Last year we drew your attention to the video above from Munich-based singer Anna-Maria Hefele in which she gives us a stunning demonstration of polyphonic overtone singing. It’s a technique common to Tuva, Inuit, and Xhosa cultures but largely unfamiliar to us in Western music.
Many readers pointed out that Hefele’s fine example of her technique did not in fact show us how to do it, only that it could be done in a variety of different, all equally impressive, ways. Well, today, we bring you a series of lessons Hefele has posted as a response to her first video’s popularity. In each of these videos, she offers detailed instructions on how to harness the power of your voice to sing two notes at once.
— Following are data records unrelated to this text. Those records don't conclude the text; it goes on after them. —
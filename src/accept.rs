use http::{HeaderMap, header};
use std::fmt;

/// The client's acceptable content codings, as declared by `Accept-Encoding`.
///
/// Tokens are lowercased and unique; when a token is listed more than once the
/// last quality wins. Parsing is permissive and never fails: malformed quality
/// values fall back to `1.0` and out-of-range ones are clamped into `[0, 1]`.
#[derive(Debug, Clone, Default, PartialEq)]
pub struct AcceptedEncodings {
    entries: Vec<(String, f32)>,
}

impl AcceptedEncodings {
    /// Wildcard token matching every coding not listed explicitly.
    pub const WILDCARD: &'static str = "*";
    /// Token for "no transformation".
    pub const IDENTITY: &'static str = "identity";

    /// Parses a single `Accept-Encoding` value, e.g. `"gzip, br;q=0.8, *;q=0"`.
    pub fn parse(header: &str) -> Self {
        let mut accepted = Self::default();
        accepted.extend_from(header);
        accepted
    }

    /// Collects every `Accept-Encoding` field of a request.
    ///
    /// Field values that are not visible ASCII are ignored.
    pub fn from_headers(headers: &HeaderMap) -> Self {
        let mut accepted = Self::default();
        for value in headers.get_all(header::ACCEPT_ENCODING) {
            if let Ok(value) = value.to_str() {
                accepted.extend_from(value);
            }
        }
        accepted
    }

    /// Returns the quality declared for `token`, without applying the wildcard.
    pub fn get(&self, token: &str) -> Option<f32> {
        self.entries
            .iter()
            .find(|(t, _)| t.eq_ignore_ascii_case(token))
            .map(|(_, q)| *q)
    }

    /// Returns the quality of the `*` entry, if present.
    pub fn wildcard(&self) -> Option<f32> {
        self.get(Self::WILDCARD)
    }

    /// Adds or replaces `token` with the given quality (clamped into `[0, 1]`).
    ///
    /// Tokens that are empty or contain characters outside the HTTP `token`
    /// grammar are ignored, so the mapping always serializes to a header value
    /// that parses back to itself.
    pub fn insert(&mut self, token: &str, quality: f32) {
        let token = token.trim().to_ascii_lowercase();
        if !is_token(&token) {
            return;
        }
        let quality = clamp_quality(quality);
        match self.entries.iter_mut().find(|(t, _)| *t == token) {
            Some(entry) => entry.1 = quality,
            None => self.entries.push((token, quality)),
        }
    }

    /// Iterates over `(token, quality)` pairs in the order they were first declared.
    pub fn iter(&self) -> impl Iterator<Item = (&str, f32)> {
        self.entries.iter().map(|(t, q)| (t.as_str(), *q))
    }

    /// Returns `true` when the client declared nothing.
    pub fn is_empty(&self) -> bool {
        self.entries.is_empty()
    }

    /// Number of distinct tokens.
    pub fn len(&self) -> usize {
        self.entries.len()
    }

    fn extend_from(&mut self, header: &str) {
        for part in header.split(',') {
            let mut params = part.split(';');
            let token = params.next().unwrap_or("").trim();
            if token.is_empty() {
                continue;
            }
            let quality = params.find_map(parse_quality).unwrap_or(1.0);
            self.insert(token, quality);
        }
    }
}

/// Returns `true` if `s` is a non-empty HTTP `token` (RFC 9110 `tchar`s only).
pub(crate) fn is_token(s: &str) -> bool {
    !s.is_empty()
        && s.bytes().all(|b| {
            b.is_ascii_alphanumeric()
                || matches!(
                    b,
                    b'!' | b'#'
                        | b'$'
                        | b'%'
                        | b'&'
                        | b'\''
                        | b'*'
                        | b'+'
                        | b'-'
                        | b'.'
                        | b'^'
                        | b'_'
                        | b'`'
                        | b'|'
                        | b'~'
                )
        })
}

/// Parses a `q=<value>` parameter. Returns `None` for other parameters and
/// `Some(1.0)` for a malformed value.
fn parse_quality(param: &str) -> Option<f32> {
    let (name, value) = param.split_once('=')?;
    if !name.trim().eq_ignore_ascii_case("q") {
        return None;
    }
    match value.trim().parse::<f32>() {
        Ok(q) if !q.is_nan() => Some(q),
        _ => Some(1.0),
    }
}

fn clamp_quality(quality: f32) -> f32 {
    if quality.is_nan() {
        1.0
    } else {
        quality.clamp(0.0, 1.0)
    }
}

impl fmt::Display for AcceptedEncodings {
    fn fmt(&self, f: &mut fmt::Formatter<'_>) -> fmt::Result {
        for (i, (token, quality)) in self.entries.iter().enumerate() {
            if i > 0 {
                f.write_str(", ")?;
            }
            write!(f, "{token};q={quality}")?;
        }
        Ok(())
    }
}

impl<'a> FromIterator<(&'a str, f32)> for AcceptedEncodings {
    fn from_iter<I: IntoIterator<Item = (&'a str, f32)>>(iter: I) -> Self {
        let mut accepted = Self::default();
        for (token, quality) in iter {
            accepted.insert(token, quality);
        }
        accepted
    }
}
Before beginning Hefele’s course, you may wish to get a more theoretical overview of how polyphonic singing works. For that purpose, the video above gives us a visual representation of the overtones in Hefele’s voice. As she demonstrates via spectrogram, her normal singing voice contains several tones at once already, which we typically hear as only one note. Similarly, ethnomusicologist and student of throat singing Mark van Tongeren explains at Smithsonian Folkways, “everyone continuously when you’re speaking [or singing] produces a whole spectrum of sound.” The throat singing method involves altering the voice to enhance overtones. Hefele uses some slightly different techniques to “filter,” as she puts it, specific tones in her voice.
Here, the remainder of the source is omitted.